Latest post on Left Futures

How the gods destroy Tory governments

Whom the gods would destroy, they first make mad. And when the fancy takes them, they sadistically subject Tory governments visibly on the skids to cunningly-designed symbolic torment, calibrated perfectly to maximise exposure of the unwilling victims’ manifold ethical shortcomings.

In their ways, the Profumo scandal, cash for questions and Grenfell Tower are all modern-day miniature morality tales, there for the political edification of the many as well as the few. The first two presaged the downfall of the Macmillan and Major premierships respectively; the latter will surely bookend May’s days in Number Ten.

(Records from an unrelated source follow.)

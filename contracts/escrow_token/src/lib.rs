#![no_std]

//! Non-tradeable escrow receipt token.
//!
//! The staking pool mints one unit per unit of principal staked and burns it
//! on unstake, so total supply always equals the pool's total stake. Holders
//! can only approve or transfer to an address holding
//! [`roles::ESCROW_MINTER`]; there is no secondary market in receipts.

pub mod events;

use common::roles;
use soroban_sdk::{contract, contractimpl, contracttype, symbol_short, Address, Env, String, Symbol};

// ── Storage key constants ────────────────────────────────────────────────────

const ACL: Symbol = symbol_short!("ACL");
const METADATA: Symbol = symbol_short!("META");
const TOTAL_SUPPLY: Symbol = symbol_short!("SUPPLY");

// Per-holder persistent storage uses tuple keys.
const BALANCE: Symbol = symbol_short!("BAL");
const ALLOWANCE: Symbol = symbol_short!("ALLOW");

const TTL_THRESHOLD: u32 = common::TTL_THRESHOLD;
const TTL_EXTEND_TO: u32 = common::TTL_EXTEND_TO;

// ── Contract errors ──────────────────────────────────────────────────────────

#[soroban_sdk::contracterror]
#[derive(Copy, Clone, Debug, Eq, PartialEq)]
#[repr(u32)]
pub enum ContractError {
    NotInitialized = 401,
    /// Caller lacks the minter role for minting.
    Unauthorized = 402,
    /// Burn by a non-minter, or approve/transfer towards a non-minter.
    OperationNotAllowed = 403,
    InsufficientAllowance = 404,
    InsufficientBalance = 405,
    InvalidInput = 406,
}

#[contracttype]
#[derive(Clone, Debug, Eq, PartialEq)]
pub struct TokenMetadata {
    pub name: String,
    pub symbol: String,
    pub decimals: u32,
}

// ── Contract ─────────────────────────────────────────────────────────────────

#[contract]
pub struct EscrowTokenContract;

#[contractimpl]
impl EscrowTokenContract {
    pub fn __constructor(
        env: Env,
        access_control: Address,
        name: String,
        symbol: String,
        decimals: u32,
    ) {
        env.storage().instance().set(&ACL, &access_control);
        env.storage().instance().set(
            &METADATA,
            &TokenMetadata {
                name,
                symbol,
                decimals,
            },
        );
    }

    // ── Minter operations ────────────────────────────────────────────────────

    pub fn mint_to(env: Env, caller: Address, to: Address, amount: i128) -> Result<(), ContractError> {
        caller.require_auth();
        if !Self::is_minter(&env, &caller)? {
            return Err(ContractError::Unauthorized);
        }
        if amount <= 0 {
            return Err(ContractError::InvalidInput);
        }

        let balance = Self::balance(env.clone(), to.clone());
        Self::write_balance(&env, &to, balance.saturating_add(amount));
        let supply = Self::total_supply(env.clone()).saturating_add(amount);
        env.storage().instance().set(&TOTAL_SUPPLY, &supply);

        events::publish_minted(&env, caller, to, amount, supply);
        Ok(())
    }

    /// Burns `amount` from `from`, spending the allowance `from` granted to
    /// `caller`. The minter role alone is not enough.
    pub fn burn_from(env: Env, caller: Address, from: Address, amount: i128) -> Result<(), ContractError> {
        caller.require_auth();
        if !Self::is_minter(&env, &caller)? {
            return Err(ContractError::OperationNotAllowed);
        }
        if amount <= 0 {
            return Err(ContractError::InvalidInput);
        }

        Self::spend_allowance(&env, &from, &caller, amount)?;
        let balance = Self::balance(env.clone(), from.clone());
        if balance < amount {
            return Err(ContractError::InsufficientBalance);
        }
        Self::write_balance(&env, &from, balance - amount);
        let supply = Self::total_supply(env.clone()) - amount;
        env.storage().instance().set(&TOTAL_SUPPLY, &supply);

        events::publish_burned(&env, caller, from, amount, supply);
        Ok(())
    }

    // ── Holder operations (minter counterparties only) ───────────────────────

    pub fn approve(env: Env, from: Address, spender: Address, amount: i128) -> Result<(), ContractError> {
        from.require_auth();
        if !Self::is_minter(&env, &spender)? {
            return Err(ContractError::OperationNotAllowed);
        }
        if amount < 0 {
            return Err(ContractError::InvalidInput);
        }

        let key = (ALLOWANCE, from.clone(), spender.clone());
        env.storage().persistent().set(&key, &amount);
        env.storage()
            .persistent()
            .extend_ttl(&key, TTL_THRESHOLD, TTL_EXTEND_TO);

        events::publish_approved(&env, from, spender, amount);
        Ok(())
    }

    pub fn transfer(env: Env, from: Address, to: Address, amount: i128) -> Result<(), ContractError> {
        from.require_auth();
        if !Self::is_minter(&env, &to)? {
            return Err(ContractError::OperationNotAllowed);
        }
        Self::move_balance(&env, &from, &to, amount)
    }

    pub fn transfer_from(
        env: Env,
        spender: Address,
        from: Address,
        to: Address,
        amount: i128,
    ) -> Result<(), ContractError> {
        spender.require_auth();
        if !Self::is_minter(&env, &spender)? {
            return Err(ContractError::OperationNotAllowed);
        }
        Self::spend_allowance(&env, &from, &spender, amount)?;
        Self::move_balance(&env, &from, &to, amount)
    }

    // ── View functions ───────────────────────────────────────────────────────

    pub fn balance(env: Env, id: Address) -> i128 {
        env.storage()
            .persistent()
            .get(&(BALANCE, id))
            .unwrap_or(0)
    }

    pub fn allowance(env: Env, from: Address, spender: Address) -> i128 {
        env.storage()
            .persistent()
            .get(&(ALLOWANCE, from, spender))
            .unwrap_or(0)
    }

    pub fn total_supply(env: Env) -> i128 {
        env.storage().instance().get(&TOTAL_SUPPLY).unwrap_or(0)
    }

    pub fn name(env: Env) -> Result<String, ContractError> {
        Ok(Self::metadata(&env)?.name)
    }

    pub fn symbol(env: Env) -> Result<String, ContractError> {
        Ok(Self::metadata(&env)?.symbol)
    }

    pub fn decimals(env: Env) -> Result<u32, ContractError> {
        Ok(Self::metadata(&env)?.decimals)
    }

    // ── Internal helpers ─────────────────────────────────────────────────────

    fn metadata(env: &Env) -> Result<TokenMetadata, ContractError> {
        env.storage()
            .instance()
            .get(&METADATA)
            .ok_or(ContractError::NotInitialized)
    }

    fn is_minter(env: &Env, account: &Address) -> Result<bool, ContractError> {
        let acl: Address = env
            .storage()
            .instance()
            .get(&ACL)
            .ok_or(ContractError::NotInitialized)?;
        Ok(roles::has_role(env, &acl, &roles::ESCROW_MINTER, account))
    }

    fn write_balance(env: &Env, id: &Address, amount: i128) {
        let key = (BALANCE, id.clone());
        env.storage().persistent().set(&key, &amount);
        env.storage()
            .persistent()
            .extend_ttl(&key, TTL_THRESHOLD, TTL_EXTEND_TO);
    }

    fn spend_allowance(
        env: &Env,
        from: &Address,
        spender: &Address,
        amount: i128,
    ) -> Result<(), ContractError> {
        let allowance = Self::allowance(env.clone(), from.clone(), spender.clone());
        if allowance < amount {
            return Err(ContractError::InsufficientAllowance);
        }
        let key = (ALLOWANCE, from.clone(), spender.clone());
        env.storage().persistent().set(&key, &(allowance - amount));
        env.storage()
            .persistent()
            .extend_ttl(&key, TTL_THRESHOLD, TTL_EXTEND_TO);
        Ok(())
    }

    fn move_balance(env: &Env, from: &Address, to: &Address, amount: i128) -> Result<(), ContractError> {
        if amount <= 0 {
            return Err(ContractError::InvalidInput);
        }
        let from_balance = Self::balance(env.clone(), from.clone());
        if from_balance < amount {
            return Err(ContractError::InsufficientBalance);
        }
        Self::write_balance(env, from, from_balance - amount);
        let to_balance = Self::balance(env.clone(), to.clone());
        Self::write_balance(env, to, to_balance.saturating_add(amount));

        events::publish_transferred(env, from.clone(), to.clone(), amount);
        Ok(())
    }
}
use access_control::{AccessControlContract, AccessControlContractClient};
use common::roles;
use contracts_repository::ContractsRepositoryContract;
use escrow_token::{EscrowTokenContract, EscrowTokenContractClient};
use soroban_sdk::{
    testutils::{Address as _, Ledger as _},
    token::{Client as TokenClient, StellarAssetClient},
    Address, Env, String,
};
use staking::{penalty::DAY, StakingConfig, StakingContract, StakingContractClient};

pub const ONE: i128 = 1_000_000_000_000_000_000;
pub const REWARD_AMOUNT: i128 = 1_000_000 * ONE;
pub const START: u64 = 100_000;
pub const DURATION: u64 = 1_000_000;
pub const HORIZON: u64 = START + DURATION + 90 * DAY;
pub const FEES: i128 = 500;

pub struct Pool {
    pub env: Env,
    pub client: StakingContractClient<'static>,
    pub escrow: EscrowTokenContractClient<'static>,
    pub principal: TokenClient<'static>,
    pub treasury: Address,
}

/// Deploys and initialises a pool whose schedule starts at the current
/// ledger time.
pub fn pool() -> Pool {
    let env = Env::default();
    env.mock_all_auths();
    env.ledger().set_timestamp(START);

    let admin = Address::generate(&env);
    let acl_id = env.register(AccessControlContract, (admin.clone(),));
    let acl = AccessControlContractClient::new(&env, &acl_id);
    let repo_id = env.register(ContractsRepositoryContract, (acl_id.clone(),));
    let escrow_id = env.register(
        EscrowTokenContract,
        (
            acl_id.clone(),
            String::from_str(&env, "Staked Sparta"),
            String::from_str(&env, "stSPARTA"),
            18u32,
        ),
    );
    let principal_id = env
        .register_stellar_asset_contract_v2(Address::generate(&env))
        .address();
    let native_id = env
        .register_stellar_asset_contract_v2(Address::generate(&env))
        .address();

    let treasury = Address::generate(&env);
    let staking_id = env.register(
        StakingContract,
        (StakingConfig {
            principal_token: principal_id.clone(),
            escrow_token: escrow_id.clone(),
            access_control: acl_id,
            repository: repo_id,
            treasury: treasury.clone(),
            fee_token: native_id,
            fees: FEES,
        },),
    );
    acl.grant_role(&admin, &roles::ESCROW_MINTER, &staking_id);

    StellarAssetClient::new(&env, &principal_id).mint(&staking_id, &REWARD_AMOUNT);
    let client = StakingContractClient::new(&env, &staking_id);
    client.initialize(&admin, &REWARD_AMOUNT, &START, &DURATION, &HORIZON);

    Pool {
        client,
        escrow: EscrowTokenContractClient::new(&env, &escrow_id),
        principal: TokenClient::new(&env, &principal_id),
        treasury,
        env,
    }
}

impl Pool {
    /// A user holding `principal` tokens and native asset for fees.
    pub fn user(&self, principal: i128) -> Address {
        let user = Address::generate(&self.env);
        let config = self.client.get_config();
        StellarAssetClient::new(&self.env, &config.principal_token).mint(&user, &principal);
        StellarAssetClient::new(&self.env, &config.fee_token).mint(&user, &(FEES * 1_000));
        user
    }

    pub fn advance(&self, seconds: u64) {
        let now = self.env.ledger().timestamp();
        self.env.ledger().set_timestamp(now + seconds);
    }
}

Grenfell Tower – its burned-out skeleton rising above Britain’s richest borough, in a seat that had just one week earlier fallen to Labour – is effectively a parable on the theme of private affluence and public squalor. After what has happened, it is not obvious that there is now any way back for the Tories; what is clear is that there does not deserve to be.

All of these episodes somehow encapsulate a Zeitgeist. Spotlighting in turn the hollow hypocrisy of bourgeois sexual morality, the bog standard venality of backbenchers on the take, and now the impact of austerity on the lives of the working poor, each graphically indicted a complacent rightwing administration that could serve further gainful purpose.

Perhaps it is worth recapping the earlier incidents, starting with the first. We as witnesses to love in the time of Simon Danczuk naturally experience difficulty in visualising a nation more shocked than titillated by tawdry revelations from the boudoir.

Today a male politician – even a cabinet minister – caught between the sheets with a sex worker would likely not lose his job, with any admonishment more likely to come from feminist quarters than from upholders of marital fidelity. Christine Keeler would perhaps be posting cleavage-revealing selfies on Twitter and seeking selection as a Labour PPC.

Yet even from this distance, that her other clients included an intelligence operative of a country deemed to incarnate the very ideology most frequently counterposed to British democracy retains some power to shock.

Perhaps a contemporary analogy would be the news that one of Boris Johnson’s partners in amorous dalliance was simultaneously sharing a bed with a senior figure in so-called Islamic State.

Profumo, of course, compounded matters by his dishonesty, dissembling before the House of Commons in much the manner of Bill Clinton at the height of the Lewinsky imbroglio.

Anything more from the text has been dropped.